Write out the listing again, exactly as it appears below.

==============================

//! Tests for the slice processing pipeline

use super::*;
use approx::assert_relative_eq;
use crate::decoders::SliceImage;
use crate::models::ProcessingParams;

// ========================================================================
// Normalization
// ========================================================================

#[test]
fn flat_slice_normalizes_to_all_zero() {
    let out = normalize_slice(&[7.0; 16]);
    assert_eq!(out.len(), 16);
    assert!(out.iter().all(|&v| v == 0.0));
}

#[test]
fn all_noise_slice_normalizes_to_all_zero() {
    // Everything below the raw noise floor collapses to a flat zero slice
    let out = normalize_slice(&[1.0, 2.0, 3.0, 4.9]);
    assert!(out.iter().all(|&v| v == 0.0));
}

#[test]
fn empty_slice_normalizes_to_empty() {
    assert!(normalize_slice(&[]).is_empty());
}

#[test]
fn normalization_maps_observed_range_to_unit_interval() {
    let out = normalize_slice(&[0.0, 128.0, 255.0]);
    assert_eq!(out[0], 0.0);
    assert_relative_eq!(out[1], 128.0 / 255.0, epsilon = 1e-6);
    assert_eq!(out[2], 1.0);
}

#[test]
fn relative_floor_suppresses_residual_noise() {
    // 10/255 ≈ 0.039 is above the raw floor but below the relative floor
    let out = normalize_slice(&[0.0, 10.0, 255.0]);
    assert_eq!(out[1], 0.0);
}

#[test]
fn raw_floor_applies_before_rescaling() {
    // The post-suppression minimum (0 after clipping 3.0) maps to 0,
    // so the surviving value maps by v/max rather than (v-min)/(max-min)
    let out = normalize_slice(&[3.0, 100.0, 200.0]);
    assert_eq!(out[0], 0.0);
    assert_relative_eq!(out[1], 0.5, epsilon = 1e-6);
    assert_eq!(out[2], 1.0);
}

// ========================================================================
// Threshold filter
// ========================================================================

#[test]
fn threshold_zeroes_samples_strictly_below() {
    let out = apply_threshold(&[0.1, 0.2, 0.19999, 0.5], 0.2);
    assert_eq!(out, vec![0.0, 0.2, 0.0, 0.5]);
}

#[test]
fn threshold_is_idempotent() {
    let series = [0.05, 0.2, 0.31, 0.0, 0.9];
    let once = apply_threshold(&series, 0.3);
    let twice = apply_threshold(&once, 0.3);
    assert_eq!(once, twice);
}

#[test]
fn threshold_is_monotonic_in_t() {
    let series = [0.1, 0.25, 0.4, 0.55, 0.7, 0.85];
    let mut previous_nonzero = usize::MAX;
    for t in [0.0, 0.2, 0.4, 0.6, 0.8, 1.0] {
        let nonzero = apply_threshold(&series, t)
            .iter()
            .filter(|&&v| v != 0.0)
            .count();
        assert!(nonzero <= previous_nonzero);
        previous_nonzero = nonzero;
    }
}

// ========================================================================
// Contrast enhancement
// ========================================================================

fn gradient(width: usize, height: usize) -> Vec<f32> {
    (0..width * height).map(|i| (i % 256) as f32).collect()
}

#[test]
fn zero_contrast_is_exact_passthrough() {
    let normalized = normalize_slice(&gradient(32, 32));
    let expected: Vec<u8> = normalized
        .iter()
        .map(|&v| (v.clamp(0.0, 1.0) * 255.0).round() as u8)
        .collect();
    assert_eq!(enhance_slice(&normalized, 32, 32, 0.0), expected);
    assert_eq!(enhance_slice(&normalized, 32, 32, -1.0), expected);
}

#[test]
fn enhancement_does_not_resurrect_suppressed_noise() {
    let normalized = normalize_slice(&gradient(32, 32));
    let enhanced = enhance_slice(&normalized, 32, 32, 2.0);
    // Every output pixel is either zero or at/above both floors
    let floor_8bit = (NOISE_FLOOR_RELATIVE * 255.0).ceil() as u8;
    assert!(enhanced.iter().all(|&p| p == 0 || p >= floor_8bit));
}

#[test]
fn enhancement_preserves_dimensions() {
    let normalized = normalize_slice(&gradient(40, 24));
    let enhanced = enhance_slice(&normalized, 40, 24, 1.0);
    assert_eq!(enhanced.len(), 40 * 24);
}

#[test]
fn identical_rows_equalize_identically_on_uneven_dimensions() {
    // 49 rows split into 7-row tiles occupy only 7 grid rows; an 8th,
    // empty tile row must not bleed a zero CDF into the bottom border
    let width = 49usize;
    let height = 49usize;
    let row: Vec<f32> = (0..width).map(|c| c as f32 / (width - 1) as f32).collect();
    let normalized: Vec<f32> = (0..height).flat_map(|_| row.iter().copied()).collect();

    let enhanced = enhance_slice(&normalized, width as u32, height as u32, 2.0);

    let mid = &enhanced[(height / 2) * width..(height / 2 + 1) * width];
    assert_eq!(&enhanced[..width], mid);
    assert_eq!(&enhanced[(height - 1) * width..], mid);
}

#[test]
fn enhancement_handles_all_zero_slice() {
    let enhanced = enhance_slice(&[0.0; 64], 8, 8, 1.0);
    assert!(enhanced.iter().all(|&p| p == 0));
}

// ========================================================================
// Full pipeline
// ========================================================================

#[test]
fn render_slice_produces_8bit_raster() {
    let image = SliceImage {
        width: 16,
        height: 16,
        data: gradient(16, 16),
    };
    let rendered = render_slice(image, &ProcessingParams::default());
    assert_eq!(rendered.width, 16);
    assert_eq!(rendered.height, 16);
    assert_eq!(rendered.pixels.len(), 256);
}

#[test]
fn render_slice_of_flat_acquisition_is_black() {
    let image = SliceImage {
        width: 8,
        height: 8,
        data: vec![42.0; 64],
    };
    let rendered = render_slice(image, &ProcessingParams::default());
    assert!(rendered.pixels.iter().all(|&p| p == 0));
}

==============================

_Written solution_.
//! Tests for the slice processing pipeline

use super::*;
use approx::assert_relative_eq;
use crate::decoders::SliceImage;
use crate::models::ProcessingParams;

// ========================================================================
// Normalization
// ========================================================================

#[test]
fn flat_slice_normalizes_to_all_zero() {
    let out = normalize_slice(&[7.0; 16]);
    assert_eq!(out.len(), 16);
    assert!(out.iter().all(|&v| v == 0.0));
}

#[test]
fn all_noise_slice_normalizes_to_all_zero() {
    // Everything below the raw noise floor collapses to a flat zero slice
    let out = normalize_slice(&[1.0, 2.0, 3.0, 4.9]);
    assert!(out.iter().all(|&v| v == 0.0));
}

#[test]
fn empty_slice_normalizes_to_empty() {
    assert!(normalize_slice(&[]).is_empty());
}

#[test]
fn normalization_maps_observed_range_to_unit_interval() {
    let out = normalize_slice(&[0.0, 128.0, 255.0]);
    assert_eq!(out[0], 0.0);
    assert_relative_eq!(out[1], 128.0 / 255.0, epsilon = 1e-6);
    assert_eq!(out[2], 1.0);
}

#[test]
fn relative_floor_suppresses_residual_noise() {
    // 10/255 ≈ 0.039 is above the raw floor but below the relative floor
    let out = normalize_slice(&[0.0, 10.0, 255.0]);
    assert_eq!(out[1], 0.0);
}

#[test]
fn raw_floor_applies_before_rescaling() {
    // The post-suppression minimum (0 after clipping 3.0) maps to 0,
    // so the surviving value maps by v/max rather than (v-min)/(max-min)
    let out = normalize_slice(&[3.0, 100.0, 200.0]);
    assert_eq!(out[0], 0.0);
    assert_relative_eq!(out[1], 0.5, epsilon = 1e-6);
    assert_eq!(out[2], 1.0);
}

// ========================================================================
// Threshold filter
// ========================================================================

#[test]
fn threshold_zeroes_samples_strictly_below() {
    let out = apply_threshold(&[0.1, 0.2, 0.19999, 0.5], 0.2);
    assert_eq!(out, vec![0.0, 0.2, 0.0, 0.5]);
}

#[test]
fn threshold_is_idempotent() {
    let series = [0.05, 0.2, 0.31, 0.0, 0.9];
    let once = apply_threshold(&series, 0.3);
    let twice = apply_threshold(&once, 0.3);
    assert_eq!(once, twice);
}

#[test]
fn threshold_is_monotonic_in_t() {
    let series = [0.1, 0.25, 0.4, 0.55, 0.7, 0.85];
    let mut previous_nonzero = usize::MAX;
    for t in [0.0, 0.2, 0.4, 0.6, 0.8, 1.0] {
        let nonzero = apply_threshold(&series, t)
            .iter()
            .filter(|&&v| v != 0.0)
            .count();
        assert!(nonzero <= previous_nonzero);
        previous_nonzero = nonzero;
    }
}

// ========================================================================
// Contrast enhancement
// ========================================================================

fn gradient(width: usize, height: usize) -> Vec<f32> {
    (0..width * height).map(|i| (i % 256) as f32).collect()
}

#[test]
fn zero_contrast_is_exact_passthrough() {
    let normalized = normalize_slice(&gradient(32, 32));
    let expected: Vec<u8> = normalized
        .iter()
        .map(|&v| (v.clamp(0.0, 1.0) * 255.0).round() as u8)
        .collect();
    assert_eq!(enhance_slice(&normalized, 32, 32, 0.0), expected);
    assert_eq!(enhance_slice(&normalized, 32, 32, -1.0), expected);
}

#[test]
fn enhancement_does_not_resurrect_suppressed_noise() {
    let normalized = normalize_slice(&gradient(32, 32));
    let enhanced = enhance_slice(&normalized, 32, 32, 2.0);
    // Every output pixel is either zero or at/above both floors
    let floor_8bit = (NOISE_FLOOR_RELATIVE * 255.0).ceil() as u8;
    assert!(enhanced.iter().all(|&p| p == 0 || p >= floor_8bit));
}

#[test]
fn enhancement_preserves_dimensions() {
    let normalized = normalize_slice(&gradient(40, 24));
    let enhanced = enhance_slice(&normalized, 40, 24, 1.0);
    assert_eq!(enhanced.len(), 40 * 24);
}

#[test]
fn identical_rows_equalize_identically_on_uneven_dimensions() {
    // 49 rows split into 7-row tiles occupy only 7 grid rows; an 8th,
    // empty tile row must not bleed a zero CDF into the bottom border
    let width = 49usize;
    let height = 49usize;
    let row: Vec<f32> = (0..width).map(|c| c as f32 / (width - 1) as f32).collect();
    let normalized: Vec<f32> = (0..height).flat_map(|_| row.iter().copied()).collect();

    let enhanced = enhance_slice(&normalized, width as u32, height as u32, 2.0);

    let mid = &enhanced[(height / 2) * width..(height / 2 + 1) * width];
    assert_eq!(&enhanced[..width], mid);
    assert_eq!(&enhanced[(height - 1) * width..], mid);
}

#[test]
fn enhancement_handles_all_zero_slice() {
    let enhanced = enhance_slice(&[0.0; 64], 8, 8, 1.0);
    assert!(enhanced.iter().all(|&p| p == 0));
}

// ========================================================================
// Full pipeline
// ========================================================================

#[test]
fn render_slice_produces_8bit_raster() {
    let image = SliceImage {
        width: 16,
        height: 16,
        data: gradient(16, 16),
    };
    let rendered = render_slice(image, &ProcessingParams::default());
    assert_eq!(rendered.width, 16);
    assert_eq!(rendered.height, 16);
    assert_eq!(rendered.pixels.len(), 256);
}

#[test]
fn render_slice_of_flat_acquisition_is_black() {
    let image = SliceImage {
        width: 8,
        height: 8,
        data: vec![42.0; 64],
    };
    let rendered = render_slice(image, &ProcessingParams::default());
    assert!(rendered.pixels.iter().all(|&p| p == 0));
}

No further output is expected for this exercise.